3213 sayılı Maden Kanununun ‘Madencilik Faaliyetlerinde İzinler ‘ başlıklı 7. Maddesi ile , ‘’ ( İptal birinci fıkra : Anayasa Mahkemesi ‘nin 15/1/2009 tarihli ve E.: 2004/70. K.:2009/7 sayılı Kararı ile,; Yeniden düzenlenme: 10/6/2010-5995/3 md.) Madencilik faaliyetlerinin yapılması ve ruhsatlandırma işlemlerinin yürütülmesi ile ilgili olarak yeni verilecek ruhsat alanlarına maden işletme yöntemi, faaliyetin yapıldığı bölge, madenin cinsi, yapılacak yatırımın çevresel etkileri, şehirleşme ve benzeri hususlar dikkate alınarak, temdit talepleri dahil ruhsat verilen alanlarda kazanılmış haklar korunmak kaydıyla, iligili kurumların görüşleri alınarak Bakanlık tarafından kısıtlama getirilebilir… Bu kanun dışında madencilik faaliyetleri ile ilgili olarak yapılacak her türlü kısıtlama ancak kanun ile düzenlenir. ( Ek fıkra : 10/6/2010-5995/3 md.)
(Ek fıkra: 10/6/2010-5995/3 md.) Madencilik faaliyeti yapılan alanların, izne tabi alan olmaları halinde, ilgili olduğu kanun hükümlerine göre gerekli izinlerin alınması zorunludur… Diğer kanunlara göre izne tabi olanlar, Genel Müdürlüğün görüşü alınarak belirlenir…’’
‘’Alınması Zorunlu İzinler’’ başlıklı 110. Madde ise;
Ruhsat sahibince, işletme ruhsatı yürürlük tarihinden itibaren üç yıl içinde Kanunun 7. Maddesine göre alınması gerekli olan ÇED kararı, mülkiyet izni, işyeri açma ve çalışma ruhsatı ile Genel Müdürlüğün kayıtlarına işlenmiş alanlar ile ilgili izinlerin alınarak Genel Müdürlüğe verilmesini müteakip işletme izni düzenlenir.’’
Demektedir.
- Yönetmelik değişikliği, yukarıda belirtilen Kanunlar ile çelişmektedir.

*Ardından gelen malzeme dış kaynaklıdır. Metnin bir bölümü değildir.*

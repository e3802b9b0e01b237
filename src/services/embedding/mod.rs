//! Embedding providers for generating text embeddings.
//!
//! Every backend is one variant of [`EmbeddingProvider`]. The network-backed
//! variants send one request per text through [`embed_windowed`], which caps
//! the number of in-flight requests and keeps results in input order.

mod cohere;
mod ollama;
mod onnx;
mod openai;
mod window;

pub use cohere::CohereProvider;
pub use ollama::OllamaProvider;
pub use onnx::OnnxProvider;
pub use openai::OpenAiProvider;
pub use window::embed_windowed;

use std::time::Duration;

use reqwest::{Client, Response, Url};
use serde::Serialize;
use serde_json::Value;

use crate::error::EmbeddingError;
use crate::models::{EmbeddingProviderConfig, ProviderKind};

/// Whether a text is being indexed or used to search.
#[derive(Debug, Clone, Copy, PartialEq, Eq, Serialize)]
#[serde(rename_all = "lowercase")]
pub enum InputType {
    /// For indexing documents
    Document,
    /// For search queries
    Query,
}

/// Output dimension of well-known embedding models.
pub fn known_dimension(model: &str) -> Option<usize> {
    let model = model.trim().to_lowercase();
    // Ollama tags such as `nomic-embed-text:latest` share the base model's size.
    let base = model.split(':').next().unwrap_or(&model);
    match base {
        "nomic-embed-text" => Some(768),
        "mxbai-embed-large" => Some(1024),
        "all-minilm" | "all-minilm-l6-v2" => Some(384),
        "text-embedding-3-small" | "text-embedding-ada-002" => Some(1536),
        "text-embedding-3-large" => Some(3072),
        "embed-english-v3.0" | "embed-multilingual-v3.0" => Some(1024),
        "embed-english-light-v3.0" | "embed-multilingual-light-v3.0" => Some(384),
        _ => None,
    }
}

/// A constructed embedding backend.
#[derive(Debug)]
pub enum EmbeddingProvider {
    Ollama(OllamaProvider),
    OpenAi(OpenAiProvider),
    Cohere(CohereProvider),
    Onnx(OnnxProvider),
}

impl EmbeddingProvider {
    /// Validate `config` and build the matching provider. Never touches the network.
    pub fn from_config(config: &EmbeddingProviderConfig) -> Result<Self, EmbeddingError> {
        let provider = match config.provider {
            ProviderKind::Ollama => EmbeddingProvider::Ollama(OllamaProvider::new(config)?),
            ProviderKind::OpenAi => EmbeddingProvider::OpenAi(OpenAiProvider::new(config)?),
            ProviderKind::Cohere => EmbeddingProvider::Cohere(CohereProvider::new(config)?),
            ProviderKind::Onnx => EmbeddingProvider::Onnx(OnnxProvider::new(config)?),
        };

        tracing::debug!(
            provider = %provider.kind(),
            model = provider.model(),
            dimension = provider.vector_size(),
            "embedding provider ready"
        );
        Ok(provider)
    }

    pub fn kind(&self) -> ProviderKind {
        match self {
            EmbeddingProvider::Ollama(_) => ProviderKind::Ollama,
            EmbeddingProvider::OpenAi(_) => ProviderKind::OpenAi,
            EmbeddingProvider::Cohere(_) => ProviderKind::Cohere,
            EmbeddingProvider::Onnx(_) => ProviderKind::Onnx,
        }
    }

    pub fn model(&self) -> &str {
        match self {
            EmbeddingProvider::Ollama(p) => p.model(),
            EmbeddingProvider::OpenAi(p) => p.model(),
            EmbeddingProvider::Cohere(p) => p.model(),
            EmbeddingProvider::Onnx(p) => p.model(),
        }
    }

    /// Length of every vector this provider returns.
    pub fn vector_size(&self) -> usize {
        match self {
            EmbeddingProvider::Ollama(p) => p.dimension(),
            EmbeddingProvider::OpenAi(p) => p.dimension(),
            EmbeddingProvider::Cohere(p) => p.dimension(),
            EmbeddingProvider::Onnx(p) => p.dimension(),
        }
    }

    /// Generate embeddings for documents (for indexing).
    ///
    /// `result[i]` is the embedding of `texts[i]`.
    pub async fn generate_embeddings(
        &self,
        texts: &[String],
    ) -> Result<Vec<Vec<f32>>, EmbeddingError> {
        self.embed_with_type(texts, InputType::Document).await
    }

    /// Generate the embedding for a single search query.
    pub async fn embed_query(&self, text: &str) -> Result<Vec<f32>, EmbeddingError> {
        self.embed_with_type(&[text.to_string()], InputType::Query)
            .await?
            .into_iter()
            .next()
            .ok_or_else(|| EmbeddingError::InvalidResponse("empty embedding response".to_string()))
    }

    async fn embed_with_type(
        &self,
        texts: &[String],
        input_type: InputType,
    ) -> Result<Vec<Vec<f32>>, EmbeddingError> {
        if texts.is_empty() {
            return Ok(Vec::new());
        }

        let embeddings = match self {
            EmbeddingProvider::Ollama(p) => p.embed(texts).await?,
            EmbeddingProvider::OpenAi(p) => p.embed(texts).await?,
            EmbeddingProvider::Cohere(p) => p.embed(texts, input_type).await?,
            EmbeddingProvider::Onnx(p) => p.embed(texts).await?,
        };

        if embeddings.len() != texts.len() {
            return Err(EmbeddingError::InvalidResponse(format!(
                "expected {} embeddings, got {}",
                texts.len(),
                embeddings.len()
            )));
        }
        Ok(embeddings)
    }
}

/// Resolve the vector size from an explicit override or the model table.
fn resolve_dimension(
    config: &EmbeddingProviderConfig,
    model: &str,
) -> Result<usize, EmbeddingError> {
    match config.dimension.or_else(|| known_dimension(model)) {
        Some(0) => Err(EmbeddingError::Config(
            "embedding dimension must be greater than zero".to_string(),
        )),
        Some(dimension) => Ok(dimension),
        None => Err(EmbeddingError::Config(format!(
            "unknown vector size for model '{model}'; set an explicit dimension"
        ))),
    }
}

/// Hosted providers need a key unless auth is explicitly disabled.
fn require_api_key(
    config: &EmbeddingProviderConfig,
    provider: &str,
) -> Result<Option<String>, EmbeddingError> {
    match config.api_key.as_deref().map(str::trim) {
        Some(key) if !key.is_empty() => Ok(Some(key.to_string())),
        _ if config.no_auth => Ok(None),
        _ => Err(EmbeddingError::Config(format!(
            "{provider} provider requires an API key"
        ))),
    }
}

/// Validate an http(s) base URL and strip any trailing slash.
fn normalize_endpoint(url: &str) -> Result<String, EmbeddingError> {
    let parsed = Url::parse(url.trim())
        .map_err(|e| EmbeddingError::Config(format!("invalid endpoint URL '{url}': {e}")))?;
    if !matches!(parsed.scheme(), "http" | "https") {
        return Err(EmbeddingError::Config(format!(
            "endpoint URL must use http or https: {url}"
        )));
    }
    Ok(url.trim().trim_end_matches('/').to_string())
}

fn build_client(timeout_secs: u64) -> Result<Client, EmbeddingError> {
    Client::builder()
        .timeout(Duration::from_secs(timeout_secs))
        .build()
        .map_err(|e| EmbeddingError::Config(format!("failed to build HTTP client: {e}")))
}

/// Check the status and decode the body as JSON.
async fn read_json(response: Response) -> Result<Value, EmbeddingError> {
    let status = response.status();
    if !status.is_success() {
        let body = response.text().await.unwrap_or_default();
        return Err(EmbeddingError::Transport {
            status: Some(status.as_u16()),
            message: body,
        });
    }

    let body = response.text().await?;
    serde_json::from_str(&body)
        .map_err(|e| EmbeddingError::InvalidResponse(format!("response is not JSON: {e}")))
}

/// Extract a numeric vector of the expected length.
fn parse_vector(
    value: Option<&Value>,
    field: &str,
    dimension: usize,
) -> Result<Vec<f32>, EmbeddingError> {
    let items = value.and_then(Value::as_array).ok_or_else(|| {
        EmbeddingError::InvalidResponse(format!("missing or non-array '{field}' field"))
    })?;

    let vector = items
        .iter()
        .map(|v| v.as_f64().map(|f| f as f32))
        .collect::<Option<Vec<f32>>>()
        .ok_or_else(|| {
            EmbeddingError::InvalidResponse(format!("'{field}' contains non-numeric values"))
        })?;

    if vector.len() != dimension {
        return Err(EmbeddingError::InvalidResponse(format!(
            "expected {dimension}-dimensional '{field}', got {}",
            vector.len()
        )));
    }
    Ok(vector)
}
//! In-process ONNX embedding model.
//!
//! The model directory must contain `model.onnx` and `tokenizer.json`.
//! Files are checked at construction; the session itself is loaded on first
//! use so building a provider stays cheap.

use std::path::{Path, PathBuf};
use std::sync::{Arc, Mutex};

use ndarray::{Array2, ArrayView2, ArrayView3, Ix3};
use ort::session::{Session, SessionInputValue, builder::GraphOptimizationLevel};
use ort::value::Tensor;
use tokenizers::{PaddingParams, PaddingStrategy, Tokenizer, TruncationParams, TruncationStrategy};
use tokio::sync::OnceCell;

use crate::error::EmbeddingError;
use crate::models::EmbeddingProviderConfig;

use super::resolve_dimension;

pub const DEFAULT_ONNX_MODEL: &str = "all-MiniLM-L6-v2";
const MAX_TOKENS: usize = 512;
const BATCH_SIZE: usize = 32;

struct OnnxModel {
    session: Mutex<Session>,
    tokenizer: Tokenizer,
    input_names: Vec<String>,
}

impl OnnxModel {
    fn load(model_dir: &Path) -> Result<Self, EmbeddingError> {
        let model_path = model_dir.join("model.onnx");
        let tokenizer_path = model_dir.join("tokenizer.json");

        let session = Session::builder()
            .map_err(|e: ort::Error| EmbeddingError::Model(e.to_string()))?
            .with_optimization_level(GraphOptimizationLevel::Level3)
            .map_err(|e: ort::Error| EmbeddingError::Model(e.to_string()))?
            .with_intra_threads(num_cpus())
            .map_err(|e: ort::Error| EmbeddingError::Model(e.to_string()))?
            .commit_from_file(&model_path)
            .map_err(|e: ort::Error| EmbeddingError::Model(e.to_string()))?;

        let mut tokenizer = Tokenizer::from_file(&tokenizer_path)
            .map_err(|e| EmbeddingError::Model(format!("tokenizer: {e}")))?;
        tokenizer
            .with_truncation(Some(TruncationParams {
                max_length: MAX_TOKENS,
                strategy: TruncationStrategy::LongestFirst,
                ..Default::default()
            }))
            .map_err(|e| EmbeddingError::Model(format!("tokenizer: {e}")))?;
        tokenizer.with_padding(Some(PaddingParams {
            strategy: PaddingStrategy::BatchLongest,
            ..Default::default()
        }));

        let input_names = session.inputs.iter().map(|i| i.name.clone()).collect();

        tracing::info!(model = %model_path.display(), "loaded ONNX embedding model");
        Ok(Self {
            session: Mutex::new(session),
            tokenizer,
            input_names,
        })
    }

    fn embed_batch(&self, texts: &[String], dimension: usize) -> Result<Vec<Vec<f32>>, EmbeddingError> {
        let encodings = self
            .tokenizer
            .encode_batch(texts.to_vec(), true)
            .map_err(|e| EmbeddingError::Inference(format!("tokenization failed: {e}")))?;

        let batch_size = encodings.len();
        let max_len = encodings
            .iter()
            .map(|e| e.get_ids().len())
            .max()
            .unwrap_or(0);

        let mut input_ids = Array2::<i64>::zeros((batch_size, max_len));
        let mut attention_mask = Array2::<i64>::zeros((batch_size, max_len));
        for (i, encoding) in encodings.iter().enumerate() {
            let pairs = encoding.get_ids().iter().zip(encoding.get_attention_mask());
            for (j, (&id, &m)) in pairs.enumerate() {
                input_ids[[i, j]] = id as i64;
                attention_mask[[i, j]] = m as i64;
            }
        }

        let mut inputs: Vec<(String, SessionInputValue<'static>)> = Vec::new();
        for name in &self.input_names {
            let data: Vec<i64> = match name.as_str() {
                "input_ids" => input_ids.iter().copied().collect(),
                "attention_mask" => attention_mask.iter().copied().collect(),
                "token_type_ids" => vec![0; batch_size * max_len],
                "position_ids" => (0..batch_size)
                    .flat_map(|_| 0..max_len as i64)
                    .collect(),
                other => {
                    return Err(EmbeddingError::Model(format!(
                        "unsupported model input '{other}'"
                    )));
                }
            };
            let tensor = Tensor::from_array(([batch_size, max_len], data))
                .map_err(|e: ort::Error| EmbeddingError::Inference(e.to_string()))?;
            inputs.push((name.clone(), tensor.into()));
        }

        let mut session = self
            .session
            .lock()
            .map_err(|_| EmbeddingError::Inference("session lock poisoned".to_string()))?;
        let outputs = session
            .run(inputs)
            .map_err(|e: ort::Error| EmbeddingError::Inference(e.to_string()))?;
        let output = outputs[0]
            .try_extract_array::<f32>()
            .map_err(|e: ort::Error| EmbeddingError::Inference(e.to_string()))?;

        let embeddings = match output.ndim() {
            3 => {
                let hidden = output
                    .into_dimensionality::<Ix3>()
                    .map_err(|e| EmbeddingError::Inference(e.to_string()))?;
                mean_pool(hidden, attention_mask.view())
            }
            // Already pooled: [batch, hidden]
            2 => output
                .outer_iter()
                .map(|row| normalize(&row.iter().copied().collect::<Vec<f32>>()))
                .collect(),
            _ => {
                return Err(EmbeddingError::Inference(format!(
                    "unexpected output shape: {:?}",
                    output.shape()
                )));
            }
        };

        if let Some(first) = embeddings.first()
            && first.len() != dimension
        {
            return Err(EmbeddingError::Inference(format!(
                "model produced {}-dimensional vectors, expected {dimension}",
                first.len()
            )));
        }
        Ok(embeddings)
    }
}

/// Attention-masked mean over token embeddings, L2-normalized.
fn mean_pool(hidden: ArrayView3<f32>, mask: ArrayView2<i64>) -> Vec<Vec<f32>> {
    hidden
        .outer_iter()
        .zip(mask.outer_iter())
        .map(|(tokens, flags)| {
            let mut sum = vec![0.0f32; tokens.ncols()];
            let mut count = 0.0f32;
            for (token, &flag) in tokens.outer_iter().zip(flags.iter()) {
                if flag == 0 {
                    continue;
                }
                count += 1.0;
                for (s, &v) in sum.iter_mut().zip(token.iter()) {
                    *s += v;
                }
            }
            let count = count.max(1e-9);
            let mean: Vec<f32> = sum.iter().map(|s| s / count).collect();
            normalize(&mean)
        })
        .collect()
}

fn normalize(v: &[f32]) -> Vec<f32> {
    let norm: f32 = v.iter().map(|x| x * x).sum::<f32>().sqrt();
    if norm > 0.0 {
        v.iter().map(|x| x / norm).collect()
    } else {
        v.to_vec()
    }
}

fn num_cpus() -> usize {
    std::thread::available_parallelism()
        .map(|n| n.get())
        .unwrap_or(4)
}

#[derive(Clone)]
pub struct OnnxProvider {
    model_dir: PathBuf,
    model: String,
    dimension: usize,
    loaded: Arc<OnceCell<Arc<OnnxModel>>>,
}

impl OnnxProvider {
    pub fn new(config: &EmbeddingProviderConfig) -> Result<Self, EmbeddingError> {
        let model_dir = config.model_path.clone().ok_or_else(|| {
            EmbeddingError::Config("onnx provider requires a model path".to_string())
        })?;

        for file in ["model.onnx", "tokenizer.json"] {
            let path = model_dir.join(file);
            if !path.is_file() {
                return Err(EmbeddingError::Config(format!(
                    "model file not found: {}",
                    path.display()
                )));
            }
        }

        let model = config
            .model
            .clone()
            .unwrap_or_else(|| DEFAULT_ONNX_MODEL.to_string());
        let dimension = resolve_dimension(config, &model)?;

        Ok(Self {
            model_dir,
            model,
            dimension,
            loaded: Arc::new(OnceCell::new()),
        })
    }

    pub fn model(&self) -> &str {
        &self.model
    }

    pub fn dimension(&self) -> usize {
        self.dimension
    }

    async fn session(&self) -> Result<Arc<OnnxModel>, EmbeddingError> {
        self.loaded
            .get_or_try_init(|| async {
                let dir = self.model_dir.clone();
                let model = tokio::task::spawn_blocking(move || OnnxModel::load(&dir))
                    .await
                    .map_err(|e| EmbeddingError::Model(format!("model loader panicked: {e}")))??;
                Ok::<_, EmbeddingError>(Arc::new(model))
            })
            .await
            .cloned()
    }

    pub(super) async fn embed(&self, texts: &[String]) -> Result<Vec<Vec<f32>>, EmbeddingError> {
        if texts.is_empty() {
            return Ok(Vec::new());
        }

        let model = self.session().await?;
        let mut embeddings = Vec::with_capacity(texts.len());

        for batch in texts.chunks(BATCH_SIZE) {
            let model = Arc::clone(&model);
            let batch = batch.to_vec();
            let dimension = self.dimension;
            let vectors = tokio::task::spawn_blocking(move || model.embed_batch(&batch, dimension))
                .await
                .map_err(|e| EmbeddingError::Inference(format!("inference task panicked: {e}")))??;
            embeddings.extend(vectors);
        }

        Ok(embeddings)
    }
}

impl std::fmt::Debug for OnnxProvider {
    fn fmt(&self, f: &mut std::fmt::Formatter<'_>) -> std::fmt::Result {
        f.debug_struct("OnnxProvider")
            .field("model_dir", &self.model_dir)
            .field("model", &self.model)
            .field("dimension", &self.dimension)
            .field("loaded", &self.loaded.initialized())
            .finish()
    }
}

#[cfg(test)]
mod tests {
    use super::*;
    use crate::models::ProviderKind;
    use ndarray::{Array2, Array3};

    fn model_dir(files: &[&str]) -> tempfile::TempDir {
        let dir = tempfile::tempdir().unwrap();
        for file in files {
            std::fs::write(dir.path().join(file), b"").unwrap();
        }
        dir
    }

    #[test]
    fn test_model_path_required() {
        let config = EmbeddingProviderConfig::new(ProviderKind::Onnx);
        assert!(matches!(
            OnnxProvider::new(&config),
            Err(EmbeddingError::Config(_))
        ));
    }

    #[test]
    fn test_missing_tokenizer_rejected() {
        let dir = model_dir(&["model.onnx"]);
        let mut config = EmbeddingProviderConfig::new(ProviderKind::Onnx);
        config.model_path = Some(dir.path().to_path_buf());

        let err = OnnxProvider::new(&config).unwrap_err();
        assert!(err.to_string().contains("tokenizer.json"));
    }

    #[test]
    fn test_construction_does_not_load_model() {
        let dir = model_dir(&["model.onnx", "tokenizer.json"]);
        let mut config = EmbeddingProviderConfig::new(ProviderKind::Onnx);
        config.model_path = Some(dir.path().to_path_buf());

        let provider = OnnxProvider::new(&config).unwrap();
        assert_eq!(provider.dimension(), 384);
        assert!(!provider.loaded.initialized());
    }

    #[test]
    fn test_mean_pool_ignores_padding() {
        // 1 sequence, 3 tokens, 2 dims; last token is padding
        let hidden =
            Array3::from_shape_vec((1, 3, 2), vec![1.0, 0.0, 3.0, 0.0, 100.0, 100.0]).unwrap();
        let mask = Array2::from_shape_vec((1, 3), vec![1i64, 1, 0]).unwrap();

        let pooled = mean_pool(hidden.view(), mask.view());
        assert_eq!(pooled, vec![vec![1.0, 0.0]]);
    }

    #[test]
    fn test_mean_pool_all_padding_is_finite() {
        let hidden = Array3::from_shape_vec((1, 2, 2), vec![5.0, 6.0, 7.0, 8.0]).unwrap();
        let mask = Array2::from_shape_vec((1, 2), vec![0i64, 0]).unwrap();

        let pooled = mean_pool(hidden.view(), mask.view());
        assert!(pooled[0].iter().all(|v| v.is_finite()));
    }

    #[test]
    fn test_normalize() {
        let v = normalize(&[3.0, 4.0]);
        assert!((v[0] - 0.6).abs() < 1e-6);
        assert!((v[1] - 0.8).abs() < 1e-6);
        assert_eq!(normalize(&[0.0, 0.0]), vec![0.0, 0.0]);
    }
}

Hatta ve hatta açıkça bu Kanunlara aykırıdır. Kanun ve yönetmelikler ile ( 3194 sayılı İmar Kanunu, 5403 sayılı Toprak Koruma ve Arazi Kullanımı Kanunu, Zeytinciliğin ıslahı Yabanilerinin Aşılattırılmasına Dair Yönetmelik, Maden Yönetmeliği, 2872 sayılı Çevre Kanunu gibi), tarım arazileri, mera, sit alanı, milli parklar zeytinlik alanlar vb. yerlere ilişkin maden arama faaliyetleri için Kanun ve Yönetmelikte belirtilen izinlerin alınması zorunlu iken, yapılan bu değişiklik ile Kanun maddelerine aykırı bir şekilde bu zorunluluk kaldırılmış, yürütülen madencilik faaliyetinin tapuda zeytinlik olarak kayıtlı alanlara denk gelmesi ve faaliyetlerin başka alanlarda yürütülmesinin mümkün olmaması durumunda madencilik faaliyeti yürütecek kişinin faaliyetin bitiminde sahayı rehabilite ederek eski hale getireceğini taahhüt etmesi şartıyla Bakanlıkça verilecek izin ile faaliyet göstermesine imkan tanınmıştır.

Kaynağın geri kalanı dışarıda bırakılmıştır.